I had a proxy vote for 3 people during the European elections (family holiday). One of them habitually uses me as a proxy because she regularly works abroad. The other two haven't used a proxy before and I had to have several circular conversations with them where I pointed out that it was their vote and I would vote for whichever party they chose (I wouldn't have accepted to be their proxy if I thought there was a chance they would have chosen a party I find abhorrent). They were both under the impression that they had handed their vote over to me and that I got the final say on how to use it. Now that was when I could really have done with knowing exactly how they wanted to vote. Other than that, I'm not sure it's relevant and I certainly would be hesitant about telling people how I vote (mainly because my grandmother, born before women had the right to vote, had a massive hang up about it, which I have inherited).

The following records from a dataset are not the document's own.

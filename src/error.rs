//! Error types for the invoice-merge library.
//!
//! Two distinct error types reflect two distinct failure modes:
//!
//! * [`InvoiceMergeError`] is **fatal**: the run cannot proceed at all
//!   (report unreadable, converter missing, identifier/URL count mismatch,
//!   merge failed). Returned as `Err(InvoiceMergeError)` from [`crate::run`]
//!   and the stage functions; the run driver retains the workspace.
//!
//! * [`DownloadError`] is **non-fatal**: a single invoice could not be
//!   retrieved. Stored inside [`crate::output::DownloadOutcome`] and counted
//!   in the [`crate::output::RetrievalReport`]; the run continues with
//!   whatever was retrieved.

use std::path::PathBuf;
use thiserror::Error;

/// All fatal errors returned by the invoice-merge library.
///
/// Per-invoice failures use [`DownloadError`] and never surface here.
#[derive(Debug, Error)]
pub enum InvoiceMergeError {
    // ── Input errors ──────────────────────────────────────────────────────
    /// Report file was not found at the given path.
    #[error("Report file not found: '{path}'\nCheck the path exists and is readable.")]
    FileNotFound { path: PathBuf },

    /// The spreadsheet could not be opened or parsed.
    #[error("Cannot open spreadsheet '{path}': {detail}")]
    ReportUnreadable { path: PathBuf, detail: String },

    /// The spreadsheet has no readable first sheet.
    #[error("Spreadsheet '{path}' has no readable sheet")]
    NoSheet { path: PathBuf },

    /// The external spreadsheet converter failed.
    #[error("Cannot convert '{path}' to flat ODS: {detail}")]
    ConversionFailed { path: PathBuf, detail: String },

    /// The converted flat-text report could not be read.
    #[error("Cannot read converted report '{path}': {source}")]
    UrlScanFailed {
        path: PathBuf,
        #[source]
        source: std::io::Error,
    },

    /// A link-bearing line of the converted report holds no usable URL.
    #[error("Line {line} of '{path}' looks like an invoice link but holds no valid URL")]
    MalformedLink { path: PathBuf, line: usize },

    // ── Correlation errors ────────────────────────────────────────────────
    /// Identifier and URL sequences have different lengths.
    #[error(
        "Invoice count mismatch: {ids} identifiers but {urls} URLs found in the report.\n\
The URL extraction is out of sync with the report layout."
    )]
    CountMismatch { ids: usize, urls: usize },

    /// Every download failed; there is nothing to merge.
    #[error("None of the {total} invoices could be downloaded.\nFirst error: {first_error}")]
    NothingRetrieved { total: usize, first_error: String },

    // ── Workspace / output errors ─────────────────────────────────────────
    /// The scratch workspace could not be prepared.
    #[error("Cannot prepare workspace '{path}': {source}")]
    WorkspaceFailed {
        path: PathBuf,
        #[source]
        source: std::io::Error,
    },

    /// The destination path is unusable (no file name, missing parent).
    #[error("Invalid destination '{path}': {reason}")]
    InvalidDestination { path: PathBuf, reason: String },

    /// Merging the downloaded documents failed. Individual files are kept.
    #[error("Cannot merge invoices into '{path}': {detail}\nIndividual invoices were not removed.")]
    MergeFailed { path: PathBuf, detail: String },

    // ── Config errors ─────────────────────────────────────────────────────
    /// Builder validation failed.
    #[error("Invalid configuration: {0}")]
    InvalidConfig(String),

    // ── Catch-all ─────────────────────────────────────────────────────────
    /// Unexpected internal error.
    #[error("Internal error: {0}")]
    Internal(String),
}

impl From<soffice_auto::SofficeError> for InvoiceMergeError {
    fn from(e: soffice_auto::SofficeError) -> Self {
        let path = match &e {
            soffice_auto::SofficeError::Failed { input, .. } => input.clone(),
            soffice_auto::SofficeError::MissingOutput { path } => path.clone(),
            _ => PathBuf::new(),
        };
        InvoiceMergeError::ConversionFailed {
            path,
            detail: e.to_string(),
        }
    }
}

/// A non-fatal error for a single invoice download.
///
/// Network errors, non-success HTTP status and local write errors are all
/// treated the same way: logged, counted, and excluded from the merge.
#[derive(Debug, Clone, Error, serde::Serialize, serde::Deserialize)]
pub enum DownloadError {
    /// The request could not be sent or the body could not be read.
    #[error("request to {url} failed: {detail}")]
    Transport { url: String, detail: String },

    /// The server answered with a non-success status.
    #[error("{url} answered HTTP {status}")]
    Status { url: String, status: u16 },

    /// The request exceeded the configured timeout.
    #[error("request to {url} timed out after {secs}s")]
    Timeout { url: String, secs: u64 },

    /// The downloaded body could not be written to the workspace.
    #[error("cannot write {path}: {detail}")]
    Write { path: PathBuf, detail: String },
}
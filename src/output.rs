//! Result types produced by retrieval and by a full run.

use crate::error::DownloadError;
use crate::invoice::InvoiceId;
use serde::{Deserialize, Serialize};
use std::path::PathBuf;

/// Result of one download, keyed by its report row position.
#[derive(Debug, Clone, Serialize, Deserialize)]
pub struct DownloadOutcome {
    pub index: usize,
    pub id: InvoiceId,
    pub result: Result<PathBuf, DownloadError>,
}

/// A download that did not make it into the merge.
#[derive(Debug, Clone, Serialize, Deserialize)]
pub struct FailedDownload {
    pub index: usize,
    pub id: InvoiceId,
    pub error: DownloadError,
}

/// Aggregate of a whole retrieval pass.
#[derive(Debug, Clone, Default, Serialize, Deserialize)]
pub struct RetrievalReport {
    /// Number of invoices requested.
    pub attempted: usize,
    /// Successfully downloaded files, compacted (failed rows omitted).
    pub files: Vec<PathBuf>,
    /// One entry per failed row.
    pub failures: Vec<FailedDownload>,
    pub duration_ms: u64,
}

impl RetrievalReport {
    /// Compact per-row outcomes into a dense list of successful files.
    ///
    /// Outcomes may arrive in any order; files are kept in report row order.
    pub fn from_outcomes(mut outcomes: Vec<DownloadOutcome>, duration_ms: u64) -> Self {
        outcomes.sort_by_key(|o| o.index);
        let attempted = outcomes.len();
        let mut files = Vec::with_capacity(attempted);
        let mut failures = Vec::new();

        for outcome in outcomes {
            match outcome.result {
                Ok(path) => files.push(path),
                Err(error) => failures.push(FailedDownload {
                    index: outcome.index,
                    id: outcome.id,
                    error,
                }),
            }
        }

        Self {
            attempted,
            files,
            failures,
            duration_ms,
        }
    }

    pub fn succeeded(&self) -> usize {
        self.files.len()
    }

    /// `retrieved N/M invoices (scaricate N/M fatture)`.
    pub fn summary(&self) -> String {
        format!(
            "retrieved {ok}/{total} invoices (scaricate {ok}/{total} fatture)",
            ok = self.succeeded(),
            total = self.attempted
        )
    }
}

/// Everything a successful run produced.
#[derive(Debug, Clone, Serialize, Deserialize)]
pub struct RunReport {
    /// The merged document.
    pub output: PathBuf,
    /// Page count of the merged document.
    pub pages: usize,
    pub retrieval: RetrievalReport,
    /// The scratch directory used by the run (removed on success).
    pub workspace: PathBuf,
    /// Whether every cleanup step succeeded.
    pub cleaned_up: bool,
    pub total_duration_ms: u64,
}

#[cfg(test)]
mod tests {
    use super::*;

    fn ok(index: usize, id: &str) -> DownloadOutcome {
        DownloadOutcome {
            index,
            id: InvoiceId::new(id),
            result: Ok(PathBuf::from(format!("/w/{id}.pdf"))),
        }
    }

    fn failed(index: usize, id: &str) -> DownloadOutcome {
        DownloadOutcome {
            index,
            id: InvoiceId::new(id),
            result: Err(DownloadError::Status {
                url: "http://h/x".into(),
                status: 500,
            }),
        }
    }

    #[test]
    fn compaction_drops_failures_and_restores_row_order() {
        let report =
            RetrievalReport::from_outcomes(vec![ok(2, "C"), failed(1, "B"), ok(0, "A")], 5);
        assert_eq!(report.attempted, 3);
        assert_eq!(
            report.files,
            vec![PathBuf::from("/w/A.pdf"), PathBuf::from("/w/C.pdf")]
        );
        assert_eq!(report.failures.len(), 1);
        assert_eq!(report.failures[0].index, 1);
    }

    #[test]
    fn summary_is_bilingual() {
        let report = RetrievalReport::from_outcomes(vec![ok(0, "A"), failed(1, "B")], 0);
        assert_eq!(
            report.summary(),
            "retrieved 1/2 invoices (scaricate 1/2 fatture)"
        );
    }
}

vinoandbrie · 25/10/2019 20:52

Voting in this country is private. It’s between the individual and the ballot box they’re in. No one else has a right to know. And for that we should all be grateful - the alternative would pitch us into somewhere that none of us would like to live.

Quartz2208 · 25/10/2019 21:09

This election is a really odd one. I broadly know the political leanings of all my family but frankly none of us has a clear idea of where we are going to go in this one

ragged · 25/10/2019 21:33

2 be brutally honest, my game plan is plain old fashioned strategic voting: hold my nose to get the least bad option. The Tories have done 10 things to make clear they don't want my sort or my vote, so the only clear decision is not to vote for them.

AutumnRose1 · 25/10/2019 21:38

I think I voted for the least worst option the last three elections Sad

Catchytune · 25/10/2019 23:32

I know what he voted in the referendum as does he with mine. We alwsys vote the opposites way so I am genuinely interested in his choice of party. He has different reasons for choosing who to vote for and It’s not the end of the world. We are both decent people regardless of ideology.

The point is, he’s being bloody annoying not discussing a fairly normal thing but mainly because hes making up bollocks about a manifesto. I know he’s not bothered ; wouldn’t get a proxy vote for example if he was away.

And this election is just strategic - it’s a completely unheard of election....worth a conversation.

OP posts:
Butterymuffin · 25/10/2019 23:38

So does it seem to you that he's being deliberately cagey because he doesn't want to have to justify it to you right now? That's how it comes across to me. You think that he knows perfectly well how he will vote but doesn't want to admit that.

OhMyDarling · 25/10/2019 23:44

Tactical voting all the way here.
It helps that the same decision supports my leanings on Brexshit.
If it didn’t, Brexit would be the only thing that swayed my vote.

Sounds to me like your DH intends to vote for a party he is ashamed of voting for.